It seems comparison undef ne undef returns undef. Does Perl have idiomatic way to convert it to perls "boolean"? Also I find following to be strange:

undef ne undef || 0; # 0
(undef ne undef) || 0; # undef

Could you explain, please, what is happening?

Solution

  • It seems comparison undef ne undef returns undef.

    It doesn't.

    ne returns either the special scalar true (known as &PL_yes internally) or the special scalar false (&PL_no), never undef. In this particular case, it returns false.

    $ perl -e'
   use v5.36;
   use experimental qw( builtin );
   use builtin qw( is_bool );

   sub inspect {
      !defined( $_[0] ) ? "[undef]" :
      is_bool( $_[0] ) ? ( $_[0] ? "[true]" : "[false]" ) :
      $_[0]
   }

   my $x = undef ne undef;  # Line 12
   say inspect( $x );       # [false]
'
Use of uninitialized value in string ne at -e line 12.
Use of uninitialized value in string ne at -e line 12.
[false]

    (The results are the same in earlier versions of Perl, but is_bool was only introduced in Perl v5.36.)

    false is a scalar that contains the integer zero, the float zero and the empty string.

    $ perl -e'
   use v5.36;
   use experimental qw( builtin );
   use builtin qw( false );

   {  my $x = "";     say 0+$x;  say "[$x]"; }  # Line 6
   say "--";
   {  my $x = 0;      say 0+$x;  say "[$x]"; }
   say "--";
   {  my $x = false;  say 0+$x;  say "[$x]"; }
'
Argument "" isn't numeric in addition (+) at -e line 6.
0
[]
--
0
[0]
--
0
[]

    I find following to be strange:

    That's because it's not true.
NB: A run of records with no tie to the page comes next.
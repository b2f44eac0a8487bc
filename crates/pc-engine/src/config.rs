use serde::Deserialize;

use pc_core::DEFAULT_CACHE_SIZE;

use crate::error::Result;

/// Engine construction settings.
#[derive(Clone, Copy, Debug, Deserialize, PartialEq, Eq)]
#[serde(default, deny_unknown_fields)]
pub struct EngineConfig {
    /// Reconstruction-tree cache capacity. Clamped to at least 1 by the
    /// cache itself.
    pub cache_size: usize,
}

impl Default for EngineConfig {
    fn default() -> Self {
        Self {
            cache_size: DEFAULT_CACHE_SIZE,
        }
    }
}

impl EngineConfig {
    /// Parse from TOML, e.g. `cache_size = 8`. Missing keys fall back to
    /// defaults; unknown keys are rejected.
    pub fn from_toml_str(s: &str) -> Result<Self> {
        Ok(toml::from_str(s)?)
    }
}

#[cfg(test)]
mod tests {
    use super::*;

    #[test]
    fn test_default_cache_size() {
        assert_eq!(EngineConfig::default().cache_size, DEFAULT_CACHE_SIZE);
    }

    #[test]
    fn test_parse_toml() {
        let config = EngineConfig::from_toml_str("cache_size = 8").unwrap();
        assert_eq!(config.cache_size, 8);
    }

    #[test]
    fn test_empty_toml_uses_defaults() {
        let config = EngineConfig::from_toml_str("").unwrap();
        assert_eq!(config, EngineConfig::default());
    }

    #[test]
    fn test_unknown_key_rejected() {
        assert!(EngineConfig::from_toml_str("cache_sizee = 8").is_err());
    }
}
use crate::pole::PlateId;

/// Numerical epsilon for near-zero comparisons
pub const EPSILON: f64 = 1e-10;

/// SLERP near-parallel threshold
pub const SLERP_THRESHOLD: f64 = 0.9995;

/// Tolerance in Ma for treating a query time as an exact sample hit
pub const TIME_EPSILON: f64 = 1e-6;

/// Present day, in millions of years ago
pub const PRESENT_DAY: f64 = 0.0;

/// Conventional anchor plate id (the absolute reference frame)
pub const DEFAULT_ANCHOR_PLATE: PlateId = 0;

/// Default reconstruction-tree cache capacity
pub const DEFAULT_CACHE_SIZE: usize = 1;
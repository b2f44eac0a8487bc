use std::sync::Arc;

use pc_core::{
    DEFAULT_ANCHOR_PLATE, MissingPlatePolicy, PRESENT_DAY, PlateId, PoleSequence, Quaternion,
    ReconstructionTree, TIME_EPSILON, build_tree, equivalent_stage_rotation,
    equivalent_total_rotation, relative_stage_rotation, relative_total_rotation,
};

use crate::cache::ReconstructionTreeCache;
use crate::config::EngineConfig;
use crate::error::Result;

/// Parameters for a rotation query. Construct with [`RotationQuery::total`]
/// and override fields with struct-update syntax:
///
/// ```
/// use pc_engine::RotationQuery;
///
/// let query = RotationQuery {
///     fixed_plate_id: Some(802),
///     from_time: 50.0,
///     ..RotationQuery::total(100.0, 801)
/// };
/// ```
#[derive(Clone, Copy, Debug)]
pub struct RotationQuery {
    /// Reconstruction time the rotation targets, in Ma.
    pub to_time: f64,
    pub moving_plate_id: PlateId,
    /// Start time for stage rotations, in Ma. Present day (the default)
    /// selects a total rotation.
    pub from_time: f64,
    /// When set, the rotation is relative to this plate instead of the
    /// anchor.
    pub fixed_plate_id: Option<PlateId>,
    pub anchor_plate_id: PlateId,
    pub missing_plate_policy: MissingPlatePolicy,
}

impl RotationQuery {
    /// Total rotation of `moving_plate_id` relative to the default anchor,
    /// present day → `to_time`.
    pub fn total(to_time: f64, moving_plate_id: PlateId) -> Self {
        Self {
            to_time,
            moving_plate_id,
            from_time: PRESENT_DAY,
            fixed_plate_id: None,
            anchor_plate_id: DEFAULT_ANCHOR_PLATE,
            missing_plate_policy: MissingPlatePolicy::default(),
        }
    }
}

/// High-level facade: owns the pole data and a bounded tree cache, and
/// answers the four canonical rotation queries.
pub struct ReconstructionEngine {
    poles: Vec<PoleSequence>,
    cache: ReconstructionTreeCache,
}

impl ReconstructionEngine {
    pub fn new(poles: Vec<PoleSequence>) -> Self {
        Self::with_config(poles, EngineConfig::default())
    }

    pub fn with_config(poles: Vec<PoleSequence>, config: EngineConfig) -> Self {
        Self {
            poles,
            cache: ReconstructionTreeCache::new(config.cache_size),
        }
    }

    pub fn poles(&self) -> &[PoleSequence] {
        &self.poles
    }

    pub fn cache(&self) -> &ReconstructionTreeCache {
        &self.cache
    }

    /// The reconstruction tree for `(time, anchor_plate_id)`, reused from
    /// the cache when resident.
    pub fn tree(&self, time: f64, anchor_plate_id: PlateId) -> Arc<ReconstructionTree> {
        self.cache.get_or_build(time, anchor_plate_id, || {
            tracing::debug!(time, anchor_plate_id, "building reconstruction tree");
            let tree = build_tree(&self.poles, time, anchor_plate_id);
            for diag in tree.diagnostics() {
                tracing::warn!(%diag, "plate circuit diagnostic");
            }
            tree
        })
    }

    /// Answer a rotation query, building or reusing the trees it needs.
    ///
    /// Dispatch follows the query shape: a present-day `from_time` selects
    /// a total rotation (one tree); anything else a stage rotation (two
    /// trees, same anchor). A `fixed_plate_id` makes either kind relative
    /// to that plate instead of the anchor.
    ///
    /// `Ok(None)` means a plate had no path to the anchor and the policy
    /// was [`MissingPlatePolicy::NoResult`]: a data gap, not an error.
    pub fn rotation(&self, query: RotationQuery) -> Result<Option<Quaternion>> {
        let policy = query.missing_plate_policy;
        let to_tree = self.tree(query.to_time, query.anchor_plate_id);

        if (query.from_time - PRESENT_DAY).abs() <= TIME_EPSILON {
            return Ok(match query.fixed_plate_id {
                None => equivalent_total_rotation(&to_tree, query.moving_plate_id, policy),
                Some(fixed) => {
                    relative_total_rotation(&to_tree, query.moving_plate_id, fixed, policy)
                }
            });
        }

        let from_tree = self.tree(query.from_time, query.anchor_plate_id);
        let rotation = match query.fixed_plate_id {
            None => equivalent_stage_rotation(
                &from_tree,
                &to_tree,
                query.moving_plate_id,
                policy,
            )?,
            Some(fixed) => relative_stage_rotation(
                &from_tree,
                &to_tree,
                query.moving_plate_id,
                fixed,
                policy,
            )?,
        };
        Ok(rotation)
    }
}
The two snippets are 100% equivalent, and they both return 0.

    $ perl -e'
   use v5.36;
   use experimental qw( builtin );
   use builtin qw( is_bool );

   sub inspect {
      !defined( $_[0] ) ? "[undef]" :
      is_bool( $_[0] ) ? ( $_[0] ? "[true]" : "[false]" ) :
      $_[0]
   }

   {  my $x =   undef ne undef   || 0;  say inspect( $x );  }  # Line 12  # 0
   {  my $x = ( undef ne undef ) || 0;  say inspect( $x );  }  # Line 13  # 0
'
Use of uninitialized value in string ne at -e line 12.
Use of uninitialized value in string ne at -e line 12.
0
Use of uninitialized value in string ne at -e line 13.
Use of uninitialized value in string ne at -e line 13.
0

    (The results are the same in earlier versions of Perl, but is_bool was only introduced in Perl v5.36.)

    Could you explain, please, what is happening?

    ne is a string comparison operator. So it starts by casting its operands into strings. Converting undef to a string produces the empty string, and emits a warnings. Since the empty string is equal to the empty string, ne returns a false value, and specifically the special false scalar.

    Since false is a false value, || evalutes and returns its right-hand side value (0).

    Does Perl have idiomatic way to convert it to perls "boolean"?

    The simplest way to get true or false from a value is to negate it twice.

    my $normalized = !!$x;

    The simplest way to get 1 if true or 0 if false is to use the conditional operator.

    my $normalized = $x ? 1 : 0;